**WHAT YOU HAVE TO DO**
Print the complete listing so that it matches the original exactly.

**GIVEN ENTRIES**
↓↓↓
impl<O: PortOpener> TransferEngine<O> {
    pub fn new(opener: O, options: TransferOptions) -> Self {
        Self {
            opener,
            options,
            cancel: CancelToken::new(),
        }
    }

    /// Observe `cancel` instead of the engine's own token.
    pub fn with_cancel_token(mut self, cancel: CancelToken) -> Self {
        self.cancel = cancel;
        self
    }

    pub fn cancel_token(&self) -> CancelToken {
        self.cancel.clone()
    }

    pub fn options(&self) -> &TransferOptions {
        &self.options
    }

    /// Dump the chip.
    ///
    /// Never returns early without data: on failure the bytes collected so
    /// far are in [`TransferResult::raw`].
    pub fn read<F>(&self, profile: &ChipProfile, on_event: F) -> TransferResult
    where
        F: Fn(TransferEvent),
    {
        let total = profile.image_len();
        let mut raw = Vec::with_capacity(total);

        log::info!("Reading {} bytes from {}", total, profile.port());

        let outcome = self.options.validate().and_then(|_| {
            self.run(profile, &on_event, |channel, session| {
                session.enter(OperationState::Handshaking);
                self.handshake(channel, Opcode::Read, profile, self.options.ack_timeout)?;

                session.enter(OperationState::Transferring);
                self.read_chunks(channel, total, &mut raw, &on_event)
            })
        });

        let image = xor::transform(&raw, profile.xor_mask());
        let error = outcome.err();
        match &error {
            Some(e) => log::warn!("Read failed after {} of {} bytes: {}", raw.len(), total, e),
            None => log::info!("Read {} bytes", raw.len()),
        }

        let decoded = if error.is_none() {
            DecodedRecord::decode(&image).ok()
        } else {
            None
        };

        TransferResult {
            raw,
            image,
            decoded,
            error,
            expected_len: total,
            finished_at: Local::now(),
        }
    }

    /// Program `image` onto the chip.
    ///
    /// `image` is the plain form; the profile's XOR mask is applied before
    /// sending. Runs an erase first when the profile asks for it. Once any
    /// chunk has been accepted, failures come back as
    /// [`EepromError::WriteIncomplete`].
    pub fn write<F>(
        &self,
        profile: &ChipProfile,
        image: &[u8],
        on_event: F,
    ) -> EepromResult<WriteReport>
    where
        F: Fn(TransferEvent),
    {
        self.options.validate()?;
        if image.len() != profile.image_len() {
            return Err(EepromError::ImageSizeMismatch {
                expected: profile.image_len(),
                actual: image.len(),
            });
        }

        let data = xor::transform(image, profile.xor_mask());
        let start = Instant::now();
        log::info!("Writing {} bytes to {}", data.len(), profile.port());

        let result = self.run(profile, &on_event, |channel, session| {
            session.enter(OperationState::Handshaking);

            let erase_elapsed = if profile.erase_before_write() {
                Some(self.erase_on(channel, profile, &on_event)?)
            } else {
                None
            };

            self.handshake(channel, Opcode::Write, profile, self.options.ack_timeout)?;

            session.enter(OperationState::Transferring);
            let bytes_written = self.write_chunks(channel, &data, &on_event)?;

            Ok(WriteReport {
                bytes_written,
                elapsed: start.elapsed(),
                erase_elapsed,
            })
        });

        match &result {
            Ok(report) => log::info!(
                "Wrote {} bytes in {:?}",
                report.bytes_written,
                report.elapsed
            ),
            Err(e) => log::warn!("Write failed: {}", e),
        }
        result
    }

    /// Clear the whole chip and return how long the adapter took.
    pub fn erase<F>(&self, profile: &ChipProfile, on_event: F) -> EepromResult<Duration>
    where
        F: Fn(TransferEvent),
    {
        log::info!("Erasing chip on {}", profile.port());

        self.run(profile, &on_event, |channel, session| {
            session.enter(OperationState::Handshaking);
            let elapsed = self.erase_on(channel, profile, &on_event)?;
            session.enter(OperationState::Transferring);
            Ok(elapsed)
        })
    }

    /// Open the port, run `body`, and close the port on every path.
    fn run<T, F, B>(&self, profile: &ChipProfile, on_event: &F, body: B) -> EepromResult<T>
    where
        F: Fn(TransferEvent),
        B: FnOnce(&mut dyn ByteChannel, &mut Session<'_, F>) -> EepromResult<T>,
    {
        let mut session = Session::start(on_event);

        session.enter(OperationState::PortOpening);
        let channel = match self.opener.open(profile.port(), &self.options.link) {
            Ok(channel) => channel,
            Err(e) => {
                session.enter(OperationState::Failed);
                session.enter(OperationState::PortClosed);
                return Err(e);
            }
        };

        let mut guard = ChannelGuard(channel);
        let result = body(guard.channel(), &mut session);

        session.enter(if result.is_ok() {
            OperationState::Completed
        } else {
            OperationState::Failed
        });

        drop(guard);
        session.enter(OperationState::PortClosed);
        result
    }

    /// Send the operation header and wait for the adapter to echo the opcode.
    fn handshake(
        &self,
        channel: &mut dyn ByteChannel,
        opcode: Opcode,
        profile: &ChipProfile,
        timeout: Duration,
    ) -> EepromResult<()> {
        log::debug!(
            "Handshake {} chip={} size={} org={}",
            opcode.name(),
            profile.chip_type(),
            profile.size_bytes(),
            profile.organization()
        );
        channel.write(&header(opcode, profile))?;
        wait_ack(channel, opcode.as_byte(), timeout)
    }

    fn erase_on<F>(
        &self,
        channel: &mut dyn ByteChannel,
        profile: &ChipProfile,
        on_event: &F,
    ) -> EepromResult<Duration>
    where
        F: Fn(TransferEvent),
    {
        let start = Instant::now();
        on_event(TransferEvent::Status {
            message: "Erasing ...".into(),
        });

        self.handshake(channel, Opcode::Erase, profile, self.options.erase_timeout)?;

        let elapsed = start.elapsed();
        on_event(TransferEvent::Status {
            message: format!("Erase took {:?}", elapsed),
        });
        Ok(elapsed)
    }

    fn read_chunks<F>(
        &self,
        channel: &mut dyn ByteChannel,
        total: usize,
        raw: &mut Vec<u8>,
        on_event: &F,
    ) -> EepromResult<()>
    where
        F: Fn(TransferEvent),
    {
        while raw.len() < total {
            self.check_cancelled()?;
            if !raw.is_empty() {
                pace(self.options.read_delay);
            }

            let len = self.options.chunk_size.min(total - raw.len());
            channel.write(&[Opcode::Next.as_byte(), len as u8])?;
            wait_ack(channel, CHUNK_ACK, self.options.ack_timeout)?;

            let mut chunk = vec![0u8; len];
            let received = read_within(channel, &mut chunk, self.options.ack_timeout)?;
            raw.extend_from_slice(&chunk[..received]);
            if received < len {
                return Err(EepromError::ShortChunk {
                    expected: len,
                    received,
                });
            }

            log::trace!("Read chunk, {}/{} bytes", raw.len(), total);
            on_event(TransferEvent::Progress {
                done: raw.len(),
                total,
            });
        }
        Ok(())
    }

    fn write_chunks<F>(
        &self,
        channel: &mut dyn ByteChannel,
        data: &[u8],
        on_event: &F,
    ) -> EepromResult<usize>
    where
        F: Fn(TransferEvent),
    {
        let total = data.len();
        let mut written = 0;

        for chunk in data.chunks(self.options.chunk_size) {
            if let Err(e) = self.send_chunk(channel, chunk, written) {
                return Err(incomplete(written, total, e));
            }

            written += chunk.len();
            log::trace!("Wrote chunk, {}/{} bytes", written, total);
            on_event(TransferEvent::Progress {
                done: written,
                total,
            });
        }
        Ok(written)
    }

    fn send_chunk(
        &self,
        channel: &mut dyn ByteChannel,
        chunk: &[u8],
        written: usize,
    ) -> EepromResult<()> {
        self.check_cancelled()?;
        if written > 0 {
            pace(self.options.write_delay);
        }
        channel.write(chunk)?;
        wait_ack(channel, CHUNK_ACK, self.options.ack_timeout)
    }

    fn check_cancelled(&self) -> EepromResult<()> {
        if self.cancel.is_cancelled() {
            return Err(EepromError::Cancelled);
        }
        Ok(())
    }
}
↑↑↑
**ANSWER TO THIS PROBLEM**
impl<O: PortOpener> TransferEngine<O> {
    pub fn new(opener: O, options: TransferOptions) -> Self {
        Self {
            opener,
            options,
            cancel: CancelToken::new(),
        }
    }

    /// Observe `cancel` instead of the engine's own token.
    pub fn with_cancel_token(mut self, cancel: CancelToken) -> Self {
        self.cancel = cancel;
        self
    }

    pub fn cancel_token(&self) -> CancelToken {
        self.cancel.clone()
    }

    pub fn options(&self) -> &TransferOptions {
        &self.options
    }

    /// Dump the chip.
    ///
    /// Never returns early without data: on failure the bytes collected so
    /// far are in [`TransferResult::raw`].
    pub fn read<F>(&self, profile: &ChipProfile, on_event: F) -> TransferResult
    where
        F: Fn(TransferEvent),
    {
        let total = profile.image_len();
        let mut raw = Vec::with_capacity(total);

        log::info!("Reading {} bytes from {}", total, profile.port());

        let outcome = self.options.validate().and_then(|_| {
            self.run(profile, &on_event, |channel, session| {
                session.enter(OperationState::Handshaking);
                self.handshake(channel, Opcode::Read, profile, self.options.ack_timeout)?;

                session.enter(OperationState::Transferring);
                self.read_chunks(channel, total, &mut raw, &on_event)
            })
        });

        let image = xor::transform(&raw, profile.xor_mask());
        let error = outcome.err();
        match &error {
            Some(e) => log::warn!("Read failed after {} of {} bytes: {}", raw.len(), total, e),
            None => log::info!("Read {} bytes", raw.len()),
        }

        let decoded = if error.is_none() {
            DecodedRecord::decode(&image).ok()
        } else {
            None
        };

        TransferResult {
            raw,
            image,
            decoded,
            error,
            expected_len: total,
            finished_at: Local::now(),
        }
    }

    /// Program `image` onto the chip.
    ///
    /// `image` is the plain form; the profile's XOR mask is applied before
    /// sending. Runs an erase first when the profile asks for it. Once any
    /// chunk has been accepted, failures come back as
    /// [`EepromError::WriteIncomplete`].
    pub fn write<F>(
        &self,
        profile: &ChipProfile,
        image: &[u8],
        on_event: F,
    ) -> EepromResult<WriteReport>
    where
        F: Fn(TransferEvent),
    {
        self.options.validate()?;
        if image.len() != profile.image_len() {
            return Err(EepromError::ImageSizeMismatch {
                expected: profile.image_len(),
                actual: image.len(),
            });
        }

        let data = xor::transform(image, profile.xor_mask());
        let start = Instant::now();
        log::info!("Writing {} bytes to {}", data.len(), profile.port());

        let result = self.run(profile, &on_event, |channel, session| {
            session.enter(OperationState::Handshaking);

            let erase_elapsed = if profile.erase_before_write() {
                Some(self.erase_on(channel, profile, &on_event)?)
            } else {
                None
            };

            self.handshake(channel, Opcode::Write, profile, self.options.ack_timeout)?;

            session.enter(OperationState::Transferring);
            let bytes_written = self.write_chunks(channel, &data, &on_event)?;

            Ok(WriteReport {
                bytes_written,
                elapsed: start.elapsed(),
                erase_elapsed,
            })
        });

        match &result {
            Ok(report) => log::info!(
                "Wrote {} bytes in {:?}",
                report.bytes_written,
                report.elapsed
            ),
            Err(e) => log::warn!("Write failed: {}", e),
        }
        result
    }

    /// Clear the whole chip and return how long the adapter took.
    pub fn erase<F>(&self, profile: &ChipProfile, on_event: F) -> EepromResult<Duration>
    where
        F: Fn(TransferEvent),
    {
        log::info!("Erasing chip on {}", profile.port());

        self.run(profile, &on_event, |channel, session| {
            session.enter(OperationState::Handshaking);
            let elapsed = self.erase_on(channel, profile, &on_event)?;
            session.enter(OperationState::Transferring);
            Ok(elapsed)
        })
    }

    /// Open the port, run `body`, and close the port on every path.
    fn run<T, F, B>(&self, profile: &ChipProfile, on_event: &F, body: B) -> EepromResult<T>
    where
        F: Fn(TransferEvent),
        B: FnOnce(&mut dyn ByteChannel, &mut Session<'_, F>) -> EepromResult<T>,
    {
        let mut session = Session::start(on_event);

        session.enter(OperationState::PortOpening);
        let channel = match self.opener.open(profile.port(), &self.options.link) {
            Ok(channel) => channel,
            Err(e) => {
                session.enter(OperationState::Failed);
                session.enter(OperationState::PortClosed);
                return Err(e);
            }
        };

        let mut guard = ChannelGuard(channel);
        let result = body(guard.channel(), &mut session);

        session.enter(if result.is_ok() {
            OperationState::Completed
        } else {
            OperationState::Failed
        });

        drop(guard);
        session.enter(OperationState::PortClosed);
        result
    }

    /// Send the operation header and wait for the adapter to echo the opcode.
    fn handshake(
        &self,
        channel: &mut dyn ByteChannel,
        opcode: Opcode,
        profile: &ChipProfile,
        timeout: Duration,
    ) -> EepromResult<()> {
        log::debug!(
            "Handshake {} chip={} size={} org={}",
            opcode.name(),
            profile.chip_type(),
            profile.size_bytes(),
            profile.organization()
        );
        channel.write(&header(opcode, profile))?;
        wait_ack(channel, opcode.as_byte(), timeout)
    }

    fn erase_on<F>(
        &self,
        channel: &mut dyn ByteChannel,
        profile: &ChipProfile,
        on_event: &F,
    ) -> EepromResult<Duration>
    where
        F: Fn(TransferEvent),
    {
        let start = Instant::now();
        on_event(TransferEvent::Status {
            message: "Erasing ...".into(),
        });

        self.handshake(channel, Opcode::Erase, profile, self.options.erase_timeout)?;

        let elapsed = start.elapsed();
        on_event(TransferEvent::Status {
            message: format!("Erase took {:?}", elapsed),
        });
        Ok(elapsed)
    }

    fn read_chunks<F>(
        &self,
        channel: &mut dyn ByteChannel,
        total: usize,
        raw: &mut Vec<u8>,
        on_event: &F,
    ) -> EepromResult<()>
    where
        F: Fn(TransferEvent),
    {
        while raw.len() < total {
            self.check_cancelled()?;
            if !raw.is_empty() {
                pace(self.options.read_delay);
            }

            let len = self.options.chunk_size.min(total - raw.len());
            channel.write(&[Opcode::Next.as_byte(), len as u8])?;
            wait_ack(channel, CHUNK_ACK, self.options.ack_timeout)?;

            let mut chunk = vec![0u8; len];
            let received = read_within(channel, &mut chunk, self.options.ack_timeout)?;
            raw.extend_from_slice(&chunk[..received]);
            if received < len {
                return Err(EepromError::ShortChunk {
                    expected: len,
                    received,
                });
            }

            log::trace!("Read chunk, {}/{} bytes", raw.len(), total);
            on_event(TransferEvent::Progress {
                done: raw.len(),
                total,
            });
        }
        Ok(())
    }

    fn write_chunks<F>(
        &self,
        channel: &mut dyn ByteChannel,
        data: &[u8],
        on_event: &F,
    ) -> EepromResult<usize>
    where
        F: Fn(TransferEvent),
    {
        let total = data.len();
        let mut written = 0;

        for chunk in data.chunks(self.options.chunk_size) {
            if let Err(e) = self.send_chunk(channel, chunk, written) {
                return Err(incomplete(written, total, e));
            }

            written += chunk.len();
            log::trace!("Wrote chunk, {}/{} bytes", written, total);
            on_event(TransferEvent::Progress {
                done: written,
                total,
            });
        }
        Ok(written)
    }

    fn send_chunk(
        &self,
        channel: &mut dyn ByteChannel,
        chunk: &[u8],
        written: usize,
    ) -> EepromResult<()> {
        self.check_cancelled()?;
        if written > 0 {
            pace(self.options.write_delay);
        }
        channel.write(chunk)?;
        wait_ack(channel, CHUNK_ACK, self.options.ack_timeout)
    }

    fn check_cancelled(&self) -> EepromResult<()> {
        if self.cancel.is_cancelled() {
            return Err(EepromError::Cancelled);
        }
        Ok(())
    }
}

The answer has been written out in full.